School of Computing, National University of Singapore

(Leong Hon Wai, July 2000; Revised: July 2002)

About Mathematics, Proofs, and Level of Detail for Writing Proofs

**Answer:**
Analysis of algorithms generally require discrete mathematics.
But, for a better idea, you should
be familiar with the mathematical foundations covered in
Chapters 2-5 of the text [CLRS01].

(Yes, these are covered in CS3230. I expect
the students to know them.)

**Answer:** **YES! Of course!**

This is an advanced course. You **expect** there to be
proofs to justify your results and to justify the running
times of your algorithms.
So, expect there be quite a bit of proofs in the lectures *and
in the homeworks*.

Actually, it should be common sense that
this is **unavoidable** if we want to tackle
any advanced analysis of algorithms and push for performance.

**Answer:**
Let's discuss some of the
issues regarding the level of detail you should be using for proofs
that you write for assignments in this class.
The underlying problem is that there are some statements which you should
be able to make which are clearly ``obvious'' and which we will not question.
For example, there is certainly no reason why you need to reprove the laws
of algebra any time you want to add two numbers. Unfortunately, there is
no clear cutoff point for what is obvious and what is not. So there is
a bit of judgment involved for us, as the staff, in determining what we
agree is a fair level and what is not.

The ``acceptable'' level of detail depends very much on what we are
asking you to do in a given problem. Anything that is directly related
to the ``focus'' of the particular problem should be proven clearly. In
doing so, you may omit proofs of facts which have been seen earlier in
this course, or which have clearly been assumed to be part of the prerequisite
courses. Beware, however, that the statement which you are saying is ``obvious''
is in the *exact* form which has been seen before.
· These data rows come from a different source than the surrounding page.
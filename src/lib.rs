//! pathwise - SVG path data interpretation
//!
//! Parses the path mini-language (the `d` attribute grammar: moves,
//! lines, cubic and quadratic Bézier curves, elliptical arcs, subpath
//! closure, in absolute and relative forms) and reduces it to a sequence
//! of straight-line and cubic-Bézier drawing operations on a pluggable
//! [`PathSink`].
//!
//! Parsing never fails: malformed tokens are dropped locally and
//! reported through a diagnostic side channel while the rest of the path
//! parses normally. Elliptical arcs are converted from their endpoint
//! form to center form and approximated with a single cubic per arc
//! command.
//!
//! # Example
//!
//! ```
//! use pathwise::{interpret, parse, BezierPath};
//!
//! let commands = parse::<f64>("M0 0 L10 0 A5 5 0 0 1 20 0 Z");
//! let mut path = BezierPath::new();
//! interpret(&commands, &mut path);
//! assert_eq!(path.ops().len(), 4); // move, line, one cubic, close
//! ```

pub mod arc;
pub mod command;
pub mod error;
pub mod interpret;
pub mod parse;
pub mod primitives;

pub use arc::{CenterArc, CubicSegment, EndpointArc};
pub use command::PathCommand;
pub use error::{ArcError, Diagnostic};
pub use interpret::{interpret, BezierPath, PathOp, PathSink, TransformSink};
pub use parse::{parse, parse_with_diagnostics};
pub use primitives::{Ellipse2, Point2, Vec2};
//! Splitting path text into command tokens.

use crate::error::Diagnostic;

/// The command alphabet of the path mini-language.
pub(crate) const COMMAND_LETTERS: &[char] = &[
    'M', 'm', 'L', 'l', 'H', 'h', 'V', 'v', 'C', 'c', 'S', 's', 'Q', 'q', 'T', 't', 'A', 'a',
    'Z', 'z',
];

/// One command letter paired with its trailing numeric text.
///
/// The run extends to the next recognized command letter, so two adjacent
/// letters yield two tokens with the first run empty. The run may contain
/// trailing garbage; the builder's scanner stops at it.
#[derive(Debug, Clone, Copy, PartialEq)]
pub(crate) struct Token<'a> {
    pub letter: char,
    pub run: &'a str,
}

fn is_command_letter(c: char) -> bool {
    COMMAND_LETTERS.contains(&c)
}

/// Splits `input` into `(letter, run)` tokens in source order.
///
/// Letters outside the command alphabet never open a token; ones that
/// appear before the first command letter are skipped here and reported.
/// (Inside a run they are the builder's to notice, since `e`/`E` may
/// legitimately belong to a number.)
pub(crate) fn tokenize<'a>(input: &'a str, diagnostics: &mut Vec<Diagnostic>) -> Vec<Token<'a>> {
    let mut tokens = Vec::new();
    let mut current: Option<(char, usize)> = None;

    for (pos, c) in input.char_indices() {
        if !is_command_letter(c) {
            if current.is_none() && c.is_alphabetic() {
                log::warn!("skipping unrecognized command letter '{}'", c);
                diagnostics.push(Diagnostic::UnknownCommand(c));
            }
            continue;
        }

        if let Some((letter, run_start)) = current.take() {
            tokens.push(Token {
                letter,
                run: &input[run_start..pos],
            });
        }
        current = Some((c, pos + c.len_utf8()));
    }

    if let Some((letter, run_start)) = current {
        tokens.push(Token {
            letter,
            run: &input[run_start..],
        });
    }

    tokens
}

#[cfg(test)]
mod tests {
    use super::*;

    fn tokens(input: &str) -> Vec<(char, &str)> {
        let mut diagnostics = Vec::new();
        tokenize(input, &mut diagnostics)
            .into_iter()
            .map(|t| (t.letter, t.run))
            .collect()
    }

    #[test]
    fn test_single_command() {
        assert_eq!(tokens("M10 10"), vec![('M', "10 10")]);
    }

    #[test]
    fn test_run_extends_to_next_letter() {
        assert_eq!(
            tokens("M0 0L10 0 10 10z"),
            vec![('M', "0 0"), ('L', "10 0 10 10"), ('z', "")]
        );
    }

    #[test]
    fn test_adjacent_letters_make_empty_run() {
        assert_eq!(
            tokens("M1 1ZM2 2"),
            vec![('M', "1 1"), ('Z', ""), ('M', "2 2")]
        );
    }

    #[test]
    fn test_unrecognized_letter_opens_no_token() {
        let mut diagnostics = Vec::new();
        let toks = tokenize("X 5 M1 1", &mut diagnostics);
        assert_eq!(toks.len(), 1);
        assert_eq!(toks[0].letter, 'M');
        assert_eq!(diagnostics, vec![Diagnostic::UnknownCommand('X')]);
    }

    #[test]
    fn test_garbage_inside_run_stays_in_run() {
        // 'e' may be an exponent; the tokenizer leaves run contents alone.
        let mut diagnostics = Vec::new();
        let toks = tokenize("L1e2 5", &mut diagnostics);
        assert_eq!(toks[0].run, "1e2 5");
        assert!(diagnostics.is_empty());
    }

    #[test]
    fn test_empty_input() {
        assert!(tokens("").is_empty());
    }
}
Regarding material covered in prerequisite courses,
only assume as ``obvious,'' things which we may safely assume
that everyone knows and which are *not* the focus of the problem
you are solving.
For example, if you are designing an advanced algorithm and you need
to sort *n* items, then of course you may simply say that this
can be done in O(n lg n) worst case time, without explanation.
If you have a sorted array, and you want to locate an item,
you can simply state that you will use binary search,
and this required O(lg n) time.
However, if the focus of a problem is to prove the correctness
of Prim's MST algorithm, you may not simply say ``We saw this
in CS3230, and it was proven correct then.''

What you should *never* do is attempt to prove the correctness
or the running time of an algorithm you give
for a new problem by saying that it ``looks like'' an algorithm
which solves some other problem we have seen.
This is too loose. If your intuition tells you that what you
have done is similar to mergesort,
maybe that will help you design a proof,
but a reference to mergesort is not formal unless
you explain what the similarity is and why our knowledge of
mergesort automatically should apply.
For example, if you can directly prove that your new algorithm
has a recurrence T(n) = 2T(n/2) + O(n),
then at that point, you can certainly claim that
this recurrence is ``obviously'' solved by T(n) = O(n lg n),
since we solved this recurrence for mergesort.

However, if we asked you to design a new algorithm for finding the median of two pre-sorted lists. As it happens, the natural algorithm for solving this problem was similar, in spirit, to binary search. However noting this similarity proves nothing as they are not the same algorithm, and they do not solve the same problem. If you wanted to prove why the running time of your new algorithm was O(lg n), you could instead use your intuition to notice that in a constant amount of work, your algorithm decreases the problem size by some fixed fraction. Therefore your algorithm has a running time such as T(n) <= T(2n/3) + O(1), and at that point we have seen using the Master Theorem, that this recurrence solves to O(lg n). Furthermore, the correctness of your algorithm has nothing to do with the correctness of binary search. Your proof of correctness must have depended on the definition of the median element(s) having equal number of elements less than and greater than it. Therefore, you needed to prove that none of the elements which you eliminated could have been the median, and further that you were certain to throw away exactly the same number of elements above and below the median, and so the median of your new subproblem would certainly be the median of the original problem.

The general point in this last example is that each problem we give you has some technical difference between other problems, and you should be giving the full details for any claims that you make about this new problem, since no known results about other problems automatically apply.